Try it:
The data below is to be set down again exactly as written.

[Dataset entries]

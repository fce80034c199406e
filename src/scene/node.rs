use super::NodeHandle;
use super::transform::Transform;

/// A scene node: hierarchy links, transform and visibility.
///
/// Components (mesh, light, camera) live in the scene's component maps,
/// keyed by the node handle.
#[derive(Debug, Clone)]
pub struct Node {
    pub name: String,
    pub(crate) parent: Option<NodeHandle>,
    pub(crate) children: Vec<NodeHandle>,
    pub transform: Transform,
    /// Local visibility flag. A node is drawn only if it and all its
    /// ancestors are visible.
    pub visible: bool,
    pub(crate) world_visible: bool,
}

impl Node {
    #[must_use]
    pub fn new(name: &str) -> Self {
        Self {
            name: name.to_string(),
            parent: None,
            children: Vec::new(),
            transform: Transform::new(),
            visible: true,
            world_visible: true,
        }
    }

    #[inline]
    #[must_use]
    pub fn parent(&self) -> Option<NodeHandle> {
        self.parent
    }

    #[inline]
    #[must_use]
    pub fn children(&self) -> &[NodeHandle] {
        &self.children
    }

    /// Effective visibility after the last world update.
    #[inline]
    #[must_use]
    pub fn is_world_visible(&self) -> bool {
        self.world_visible
    }
}
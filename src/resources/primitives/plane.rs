use crate::resources::geometry::MeshData;

pub struct PlaneOptions {
    pub width: f32,
    pub depth: f32,
    pub width_segments: u32,
    pub depth_segments: u32,
}

impl Default for PlaneOptions {
    fn default() -> Self {
        Self {
            width: 1.0,
            depth: 1.0,
            width_segments: 1,
            depth_segments: 1,
        }
    }
}

/// Ground plane in the XZ plane facing +Y.
#[must_use]
pub fn create_plane(options: &PlaneOptions) -> MeshData {
    let grid_x = options.width_segments.max(1);
    let grid_z = options.depth_segments.max(1);
    let grid_x1 = grid_x + 1;
    let grid_z1 = grid_z + 1;

    let half_width = options.width / 2.0;
    let half_depth = options.depth / 2.0;
    let segment_width = options.width / grid_x as f32;
    let segment_depth = options.depth / grid_z as f32;

    let mut mesh = MeshData::default();

    for iz in 0..grid_z1 {
        let z = iz as f32 * segment_depth - half_depth;
        for ix in 0..grid_x1 {
            let x = ix as f32 * segment_width - half_width;
            mesh.positions.push([x, 0.0, z]);
            mesh.normals.push([0.0, 1.0, 0.0]);
            mesh.uvs
                .push([ix as f32 / grid_x as f32, iz as f32 / grid_z as f32]);
        }
    }

    for iz in 0..grid_z {
        for ix in 0..grid_x {
            let a = ix + grid_x1 * iz;
            let b = ix + grid_x1 * (iz + 1);
            let c = (ix + 1) + grid_x1 * (iz + 1);
            let d = (ix + 1) + grid_x1 * iz;

            mesh.indices.extend_from_slice(&[a, b, d, b, c, d]);
        }
    }

    mesh
}
//! Render Pass Contract
//!
//! Every pass is driven through the same per-frame sequence:
//!
//! ```text
//! Unconfigured ──set_resource_flow──▶ ResourceFlowSet ──set_context──▶ ContextSet ──execute──▶ Executed
//!                                            ▲                                                   │
//!                                            └──────────────── set_resource_flow ────────────────┘
//! ```
//!
//! The **resource flow** names the registry resources a pass reads and
//! writes; it is rebuilt from the registry every frame so resized attachments
//! are picked up. The **execution context** carries the per-frame data taken
//! from the swap data. Executing in any state but `ContextSet` is a
//! configuration error, raised before anything is drawn.

use crate::device::GraphicsDevice;
use crate::errors::{LanternError, Result};
use crate::resources::{FrameFeatures, GeometryStore, MaterialStore, ResourceRegistry};

/// Where a pass is in its per-frame sequence.
#[derive(Clone, Copy, Debug, PartialEq, Eq, Default)]
pub enum PassState {
    #[default]
    Unconfigured,
    ResourceFlowSet,
    ContextSet,
    Executed,
}

/// Mutable engine state lent to a pass while it executes.
pub struct PassFrame<'a> {
    pub device: &'a mut dyn GraphicsDevice,
    pub materials: &'a MaterialStore,
    pub geometries: &'a mut GeometryStore,
    pub features: FrameFeatures,
}

/// Work a pass submitted during one execution.
#[derive(Clone, Copy, Debug, Default, PartialEq, Eq)]
pub struct PassStats {
    pub draw_calls: u32,
    pub program_binds: u32,
    pub state_changes: u32,
}

impl std::ops::AddAssign for PassStats {
    fn add_assign(&mut self, rhs: Self) {
        self.draw_calls += rhs.draw_calls;
        self.program_binds += rhs.program_binds;
        self.state_changes += rhs.state_changes;
    }
}

/// A resource flow resolvable from the registry.
pub trait ResourceFlow: Sized {
    /// Fails with `ResourceNotFound` / `ResourceTypeMismatch` when a required
    /// resource is absent or of the wrong kind.
    fn from_registry(registry: &ResourceRegistry) -> Result<Self>;
}

pub trait RenderPass {
    type Flow: ResourceFlow;
    type Context;

    fn name(&self) -> &'static str;

    fn state(&self) -> PassState;

    fn set_resource_flow(&mut self, flow: Self::Flow);

    fn set_context(&mut self, context: Self::Context) -> Result<()>;

    fn execute(&mut self, frame: &mut PassFrame<'_>) -> Result<PassStats>;
}

/// State machine plus storage shared by every pass implementation.
#[derive(Debug)]
pub struct PassSlot<F, C> {
    name: &'static str,
    state: PassState,
    flow: Option<F>,
    context: Option<C>,
}

impl<F, C> PassSlot<F, C> {
    #[must_use]
    pub fn new(name: &'static str) -> Self {
        Self {
            name,
            state: PassState::Unconfigured,
            flow: None,
            context: None,
        }
    }

    #[inline]
    #[must_use]
    pub fn state(&self) -> PassState {
        self.state
    }

    /// Always allowed; starts a new frame and drops the previous context.
    pub fn set_flow(&mut self, flow: F) {
        self.flow = Some(flow);
        self.context = None;
        self.state = PassState::ResourceFlowSet;
    }

    pub fn set_context(&mut self, context: C) -> Result<()> {
        match self.state {
            PassState::ResourceFlowSet | PassState::ContextSet => {
                self.context = Some(context);
                self.state = PassState::ContextSet;
                Ok(())
            }
            state => Err(self.not_ready(format!(
                "context set in state {state:?}, resource flow must be set first"
            ))),
        }
    }

    /// Hands out flow and context for execution.
    pub fn begin(&self) -> Result<(&F, &C)> {
        if self.state != PassState::ContextSet {
            return Err(self.not_ready(format!("executed in state {:?}", self.state)));
        }
        match (&self.flow, &self.context) {
            (Some(flow), Some(context)) => Ok((flow, context)),
            _ => Err(self.not_ready("resource flow or context missing".to_string())),
        }
    }

    pub fn finish(&mut self) {
        self.state = PassState::Executed;
    }

    fn not_ready(&self, reason: String) -> LanternError {
        LanternError::PassNotReady {
            pass: self.name,
            reason,
        }
    }
}

#[cfg(test)]
mod tests {
    use super::*;

    #[test]
    fn state_machine_follows_frame_order() {
        let mut slot: PassSlot<u32, u32> = PassSlot::new("test");
        assert_eq!(slot.state(), PassState::Unconfigured);
        assert!(slot.begin().is_err());
        assert!(slot.set_context(1).is_err());

        slot.set_flow(7);
        assert_eq!(slot.state(), PassState::ResourceFlowSet);
        assert!(slot.begin().is_err());

        slot.set_context(3).unwrap();
        assert_eq!(slot.begin().unwrap(), (&7, &3));
        slot.finish();
        assert_eq!(slot.state(), PassState::Executed);
    }

    #[test]
    fn executed_pass_needs_a_fresh_flow() {
        let mut slot: PassSlot<u32, u32> = PassSlot::new("test");
        slot.set_flow(1);
        slot.set_context(1).unwrap();
        slot.finish();

        let err = slot.set_context(2).unwrap_err();
        assert!(matches!(err, LanternError::PassNotReady { pass: "test", .. }));
        assert!(slot.begin().is_err());

        slot.set_flow(2);
        slot.set_context(2).unwrap();
        assert!(slot.begin().is_ok());
    }
}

Written reply:
repository fce80034c199406e
filename src/scene/node.rs
use super::NodeHandle;
use super::transform::Transform;

/// A scene node: hierarchy links, transform and visibility.
///
/// Components (mesh, light, camera) live in the scene's component maps,
/// keyed by the node handle.
#[derive(Debug, Clone)]
pub struct Node {
    pub name: String,
    pub(crate) parent: Option<NodeHandle>,
    pub(crate) children: Vec<NodeHandle>,
    pub transform: Transform,
    /// Local visibility flag. A node is drawn only if it and all its
    /// ancestors are visible.
    pub visible: bool,
    pub(crate) world_visible: bool,
}

impl Node {
    #[must_use]
    pub fn new(name: &str) -> Self {
        Self {
            name: name.to_string(),
            parent: None,
            children: Vec::new(),
            transform: Transform::new(),
            visible: true,
            world_visible: true,
        }
    }

    #[inline]
    #[must_use]
    pub fn parent(&self) -> Option<NodeHandle> {
        self.parent
    }

    #[inline]
    #[must_use]
    pub fn children(&self) -> &[NodeHandle] {
        &self.children
    }

    /// Effective visibility after the last world update.
    #[inline]
    #[must_use]
    pub fn is_world_visible(&self) -> bool {
        self.world_visible
    }
}
filename src/resources/primitives/plane.rs
use crate::resources::geometry::MeshData;

pub struct PlaneOptions {
    pub width: f32,
    pub depth: f32,
    pub width_segments: u32,
    pub depth_segments: u32,
}

impl Default for PlaneOptions {
    fn default() -> Self {
        Self {
            width: 1.0,
            depth: 1.0,
            width_segments: 1,
            depth_segments: 1,
        }
    }
}

/// Ground plane in the XZ plane facing +Y.
#[must_use]
pub fn create_plane(options: &PlaneOptions) -> MeshData {
    let grid_x = options.width_segments.max(1);
    let grid_z = options.depth_segments.max(1);
    let grid_x1 = grid_x + 1;
    let grid_z1 = grid_z + 1;

    let half_width = options.width / 2.0;
    let half_depth = options.depth / 2.0;
    let segment_width = options.width / grid_x as f32;
    let segment_depth = options.depth / grid_z as f32;

    let mut mesh = MeshData::default();

    for iz in 0..grid_z1 {
        let z = iz as f32 * segment_depth - half_depth;
        for ix in 0..grid_x1 {
            let x = ix as f32 * segment_width - half_width;
            mesh.positions.push([x, 0.0, z]);
            mesh.normals.push([0.0, 1.0, 0.0]);
            mesh.uvs
                .push([ix as f32 / grid_x as f32, iz as f32 / grid_z as f32]);
        }
    }

    for iz in 0..grid_z {
        for ix in 0..grid_x {
            let a = ix + grid_x1 * iz;
            let b = ix + grid_x1 * (iz + 1);
            let c = (ix + 1) + grid_x1 * (iz + 1);
            let d = (ix + 1) + grid_x1 * iz;

            mesh.indices.extend_from_slice(&[a, b, d, b, c, d]);
        }
    }

    mesh
}
//! Render Pass Contract
//!
//! Every pass is driven through the same per-frame sequence:
//!
//! ```text
//! Unconfigured ──set_resource_flow──▶ ResourceFlowSet ──set_context──▶ ContextSet ──execute──▶ Executed
//!                                            ▲                                                   │
//!                                            └──────────────── set_resource_flow ────────────────┘
//! ```
//!
//! The **resource flow** names the registry resources a pass reads and
//! writes; it is rebuilt from the registry every frame so resized attachments
//! are picked up. The **execution context** carries the per-frame data taken
//! from the swap data. Executing in any state but `ContextSet` is a
//! configuration error, raised before anything is drawn.

use crate::device::GraphicsDevice;
use crate::errors::{LanternError, Result};
use crate::resources::{FrameFeatures, GeometryStore, MaterialStore, ResourceRegistry};

/// Where a pass is in its per-frame sequence.
#[derive(Clone, Copy, Debug, PartialEq, Eq, Default)]
pub enum PassState {
    #[default]
    Unconfigured,
    ResourceFlowSet,
    ContextSet,
    Executed,
}

/// Mutable engine state lent to a pass while it executes.
pub struct PassFrame<'a> {
    pub device: &'a mut dyn GraphicsDevice,
    pub materials: &'a MaterialStore,
    pub geometries: &'a mut GeometryStore,
    pub features: FrameFeatures,
}

/// Work a pass submitted during one execution.
#[derive(Clone, Copy, Debug, Default, PartialEq, Eq)]
pub struct PassStats {
    pub draw_calls: u32,
    pub program_binds: u32,
    pub state_changes: u32,
}

impl std::ops::AddAssign for PassStats {
    fn add_assign(&mut self, rhs: Self) {
        self.draw_calls += rhs.draw_calls;
        self.program_binds += rhs.program_binds;
        self.state_changes += rhs.state_changes;
    }
}

/// A resource flow resolvable from the registry.
pub trait ResourceFlow: Sized {
    /// Fails with `ResourceNotFound` / `ResourceTypeMismatch` when a required
    /// resource is absent or of the wrong kind.
    fn from_registry(registry: &ResourceRegistry) -> Result<Self>;
}

pub trait RenderPass {
    type Flow: ResourceFlow;
    type Context;

    fn name(&self) -> &'static str;

    fn state(&self) -> PassState;

    fn set_resource_flow(&mut self, flow: Self::Flow);

    fn set_context(&mut self, context: Self::Context) -> Result<()>;

    fn execute(&mut self, frame: &mut PassFrame<'_>) -> Result<PassStats>;
}

/// State machine plus storage shared by every pass implementation.
#[derive(Debug)]
pub struct PassSlot<F, C> {
    name: &'static str,
    state: PassState,
    flow: Option<F>,
    context: Option<C>,
}

impl<F, C> PassSlot<F, C> {
    #[must_use]
    pub fn new(name: &'static str) -> Self {
        Self {
            name,
            state: PassState::Unconfigured,
            flow: None,
            context: None,
        }
    }

    #[inline]
    #[must_use]
    pub fn state(&self) -> PassState {
        self.state
    }

    /// Always allowed; starts a new frame and drops the previous context.
    pub fn set_flow(&mut self, flow: F) {
        self.flow = Some(flow);
        self.context = None;
        self.state = PassState::ResourceFlowSet;
    }

    pub fn set_context(&mut self, context: C) -> Result<()> {
        match self.state {
            PassState::ResourceFlowSet | PassState::ContextSet => {
                self.context = Some(context);
                self.state = PassState::ContextSet;
                Ok(())
            }
            state => Err(self.not_ready(format!(
                "context set in state {state:?}, resource flow must be set first"
            ))),
        }
    }

    /// Hands out flow and context for execution.
    pub fn begin(&self) -> Result<(&F, &C)> {
        if self.state != PassState::ContextSet {
            return Err(self.not_ready(format!("executed in state {:?}", self.state)));
        }
        match (&self.flow, &self.context) {
            (Some(flow), Some(context)) => Ok((flow, context)),
            _ => Err(self.not_ready("resource flow or context missing".to_string())),
        }
    }

    pub fn finish(&mut self) {
        self.state = PassState::Executed;
    }

    fn not_ready(&self, reason: String) -> LanternError {
        LanternError::PassNotReady {
            pass: self.name,
            reason,
        }
    }
}

#[cfg(test)]
mod tests {
    use super::*;

    #[test]
    fn state_machine_follows_frame_order() {
        let mut slot: PassSlot<u32, u32> = PassSlot::new("test");
        assert_eq!(slot.state(), PassState::Unconfigured);
        assert!(slot.begin().is_err());
        assert!(slot.set_context(1).is_err());

        slot.set_flow(7);
        assert_eq!(slot.state(), PassState::ResourceFlowSet);
        assert!(slot.begin().is_err());

        slot.set_context(3).unwrap();
        assert_eq!(slot.begin().unwrap(), (&7, &3));
        slot.finish();
        assert_eq!(slot.state(), PassState::Executed);
    }

    #[test]
    fn executed_pass_needs_a_fresh_flow() {
        let mut slot: PassSlot<u32, u32> = PassSlot::new("test");
        slot.set_flow(1);
        slot.set_context(1).unwrap();
        slot.finish();

        let err = slot.set_context(2).unwrap_err();
        assert!(matches!(err, LanternError::PassNotReady { pass: "test", .. }));
        assert!(slot.begin().is_err());

        slot.set_flow(2);
        slot.set_context(2).unwrap();
        assert!(slot.begin().is_ok());
    }
}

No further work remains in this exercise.